Through exome sequencing, we identified six individuals with biallelic loss-of-function mutations in TRIP13. All six developed Wilms tumor. Constitutional mosaic aneuploidies, microcephaly, developmental delay and seizures, which are features of mosaic variegated aneuploidy (MVA) syndrome, were more variably present. Through functional studies, we show that TRIP13-mutant patient cells have no detectable TRIP13 and have substantial impairment of the spindle assembly checkpoint (SAC), leading to a high rate of chromosome missegregation. Accurate segregation, as well as SAC proficiency, is rescued by restoring TRIP13 function. Individuals with biallelic TRIP13 or BUB1B mutations have a high risk of embryonal tumors, and here we show that their cells display severe SAC impairment. MVA due to biallelic CEP57 mutations, or of unknown cause, is not associated with embryonal tumors and cells from these individuals show minimal SAC deficiency. These data provide insights into the complex relationships between aneuploidy and carcinogenesis.

Mutations in Epigenetic Regulation Genes Are a Major Cause of Overgrowth with Intellectual Disability

To explore the genetic architecture of human overgrowth syndromes and human growth control, we performed experimental and bioinformatic analyses of 710 individuals with overgrowth (height and/or head circumference ≥+2 SD) and intellectual disability (OGID). We identified a causal mutation in 1 of 14 genes in 50% (353/710). This includes HIST1H1E, encoding histone H1.4, which has not been associated with a developmental disorder previously. The pathogenic HIST1H1E mutations are predicted to result in a product that is less effective in neutralizing negatively charged linker DNA because it has a reduced net charge, and in DNA binding and protein-protein interactions because key residues are truncated. Functional network analyses demonstrated that epigenetic regulation is a prominent biological process dysregulated in individuals with OGID. Mutations in six epigenetic regulation genes—NSD1, EZH2, DNMT3A, CHD8, HIST1H1E, and EED—accounted for 44% of individuals (311/710). There was significant overlap between the 14 genes involved in OGID and 611 genes in regions identified in GWASs to be associated with height (p = 6.84 × 10−8), suggesting that a common variation impacting function of genes involved in OGID influences height at a population level. Increased cellular growth is a hallmark of cancer and there was striking overlap between the genes involved in OGID and 260 somatically mutated cancer driver genes (p = 1.75 × 10−14). However, the mutation spectra of genes involved in OGID and cancer differ, suggesting complex genotype-phenotype relationships. These data reveal insights into the genetic control of human growth and demonstrate that exome sequencing in OGID has a high diagnostic yield.
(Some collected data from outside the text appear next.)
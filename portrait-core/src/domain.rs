//! Domain taxonomy, per-profile domain scores and the classifier seam.

use serde::{Deserialize, Serialize};
use std::collections::BTreeMap;
use std::fmt;

use crate::profile::RawProfile;

/// Default number of focus areas.
pub const DEFAULT_TOP_K: usize = 3;

/// Fixed set of subject-matter domains.
#[derive(Debug, Clone, Copy, PartialEq, Eq, PartialOrd, Ord, Hash, Serialize, Deserialize)]
pub enum DomainTag {
    #[serde(rename = "ai_ml")]
    AiMl,
    #[serde(rename = "web_frontend")]
    WebFrontend,
    #[serde(rename = "web_backend")]
    WebBackend,
    #[serde(rename = "game_dev")]
    GameDev,
    #[serde(rename = "systems")]
    Systems,
    #[serde(rename = "security")]
    Security,
    #[serde(rename = "data")]
    Data,
    #[serde(rename = "mobile")]
    Mobile,
    #[serde(rename = "devops")]
    DevOps,
    #[serde(rename = "other")]
    Other,
}

impl DomainTag {
    pub const ALL: [DomainTag; 10] = [
        DomainTag::AiMl,
        DomainTag::WebFrontend,
        DomainTag::WebBackend,
        DomainTag::GameDev,
        DomainTag::Systems,
        DomainTag::Security,
        DomainTag::Data,
        DomainTag::Mobile,
        DomainTag::DevOps,
        DomainTag::Other,
    ];

    pub fn label(&self) -> &'static str {
        match self {
            DomainTag::AiMl => "AI/ML",
            DomainTag::WebFrontend => "Web Frontend",
            DomainTag::WebBackend => "Web Backend",
            DomainTag::GameDev => "Game Development",
            DomainTag::Systems => "Systems Programming",
            DomainTag::Security => "Cybersecurity",
            DomainTag::Data => "Data Science",
            DomainTag::Mobile => "Mobile",
            DomainTag::DevOps => "DevOps/Infra",
            DomainTag::Other => "Other",
        }
    }

    /// Lenient parse of a domain name as an oracle might phrase it.
    pub fn from_label(raw: &str) -> Option<DomainTag> {
        let key: String = raw
            .trim()
            .trim_matches(|c: char| c == '"' || c == '\'' || c == '.' || c == '*')
            .to_lowercase()
            .chars()
            .filter(|c| c.is_alphanumeric())
            .collect();
        let tag = match key.as_str() {
            "aiml" | "ai" | "ml" | "machinelearning" | "aimachinelearning" | "artificialintelligence" => {
                DomainTag::AiMl
            }
            "webfrontend" | "frontend" => DomainTag::WebFrontend,
            "webbackend" | "backend" => DomainTag::WebBackend,
            "gamedevelopment" | "gamedev" | "games" | "gaming" => DomainTag::GameDev,
            "systems" | "systemsprogramming" | "embedded" | "operatingsystems" => DomainTag::Systems,
            "cybersecurity" | "security" | "infosec" => DomainTag::Security,
            "datascience" | "data" | "datascienceanalytics" | "analytics" | "dataengineering" => {
                DomainTag::Data
            }
            "mobile" | "mobiledevelopment" => DomainTag::Mobile,
            "devopsinfra" | "devops" | "infrastructure" | "devopsinfrastructure" => DomainTag::DevOps,
            "other" | "generalist" => DomainTag::Other,
            _ => return None,
        };
        Some(tag)
    }
}

impl fmt::Display for DomainTag {
    fn fmt(&self, f: &mut fmt::Formatter<'_>) -> fmt::Result {
        f.write_str(self.label())
    }
}

/// Domain tag -> summed confidence.
///
/// Weights are computed per repository (each in `[0, 1]`) and summed.
/// They are never renormalized, so a profile can hold several strong
/// domains at once.
#[derive(Debug, Clone, Default, PartialEq, Serialize, Deserialize)]
pub struct DomainScore {
    pub weights: BTreeMap<DomainTag, f64>,
}

impl DomainScore {
    pub fn new() -> Self {
        Self::default()
    }

    /// Add one repository's contribution. Confidence is clamped to `[0, 1]`;
    /// non-finite values contribute nothing.
    pub fn add(&mut self, tag: DomainTag, confidence: f64) {
        if !confidence.is_finite() {
            return;
        }
        let c = confidence.clamp(0.0, 1.0);
        *self.weights.entry(tag).or_insert(0.0) += c;
    }

    pub fn merge(&mut self, other: &DomainScore) {
        for (tag, w) in &other.weights {
            *self.weights.entry(*tag).or_insert(0.0) += w;
        }
    }

    pub fn weight(&self, tag: DomainTag) -> f64 {
        self.weights.get(&tag).copied().unwrap_or(0.0)
    }

    pub fn is_zero(&self) -> bool {
        self.weights.values().all(|w| *w <= 0.0)
    }

    /// Top `k` domains with a positive weight, heaviest first.
    /// Equal weights keep taxonomy order.
    pub fn top_k(&self, k: usize) -> Vec<(DomainTag, f64)> {
        let mut ranked: Vec<(DomainTag, f64)> = self
            .weights
            .iter()
            .filter(|(_, w)| **w > 0.0)
            .map(|(t, w)| (*t, *w))
            .collect();
        ranked.sort_by(|a, b| b.1.total_cmp(&a.1));
        ranked.truncate(k);
        ranked
    }

    pub fn focus_areas(&self, k: usize) -> Vec<DomainTag> {
        self.top_k(k).into_iter().map(|(t, _)| t).collect()
    }
}

/// Input triple for classification.
#[derive(Debug, Clone, PartialEq, Eq, Hash, Serialize, Deserialize)]
pub struct RepoText {
    pub name: String,
    pub readme: String,
    pub language: Option<String>,
}

impl RepoText {
    pub fn new(name: impl Into<String>, readme: impl Into<String>, language: Option<&str>) -> Self {
        Self {
            name: name.into(),
            readme: readme.into(),
            language: language.map(str::to_string),
        }
    }

    /// Authored repositories of a profile, in profile order.
    pub fn from_profile(profile: &RawProfile) -> Vec<RepoText> {
        profile
            .repositories
            .iter()
            .filter(|r| r.is_authored())
            .map(|r| RepoText {
                name: r.name.clone(),
                readme: r.classification_text(),
                language: r.primary_language.clone(),
            })
            .collect()
    }
}

/// Result of one classification run.
#[derive(Debug, Clone, Default, PartialEq, Serialize, Deserialize)]
pub struct Classification {
    pub score: DomainScore,
    /// Repositories that contributed nothing because the classifier
    /// degraded (oracle failure, quota, malformed answer).
    pub degraded: Vec<String>,
}

impl Classification {
    pub fn is_degraded(&self) -> bool {
        !self.degraded.is_empty()
    }
}

/// Strategy seam for domain classification. Implementations absorb their
/// own failures; a classifier never aborts the pipeline.
pub trait DomainClassifier: Send + Sync {
    fn name(&self) -> &'static str;

    fn classify(&self, repos: &[RepoText]) -> Classification;
}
Mutations in the transcriptional repressor REST predispose to Wilms tumor

Wilms tumor is the most common childhood renal cancer. To identify mutations that predispose to Wilms tumor, we are conducting exome sequencing studies. Here we describe 11 different inactivating mutations in the REST gene (encoding RE1-silencing transcription factor) in four familial Wilms tumor pedigrees and nine non-familial cases. Notably, no similar mutations were identified in the ICR1000 control series (13/558 versus 0/993; P < 0.0001) or in the ExAC series (13/558 versus 0/61,312; P < 0.0001). We identified a second mutational event in two tumors, suggesting that REST may act as a tumor-suppressor gene in Wilms tumor pathogenesis. REST is a zinc-finger transcription factor that functions in cellular differentiation and embryonic development. Notably, ten of 11 mutations clustered within the portion of REST encoding the DNA-binding domain, and functional analyses showed that these mutations compromise REST transcriptional repression. These data establish REST as a Wilms tumor predisposition gene accounting for ∼2% of Wilms tumor.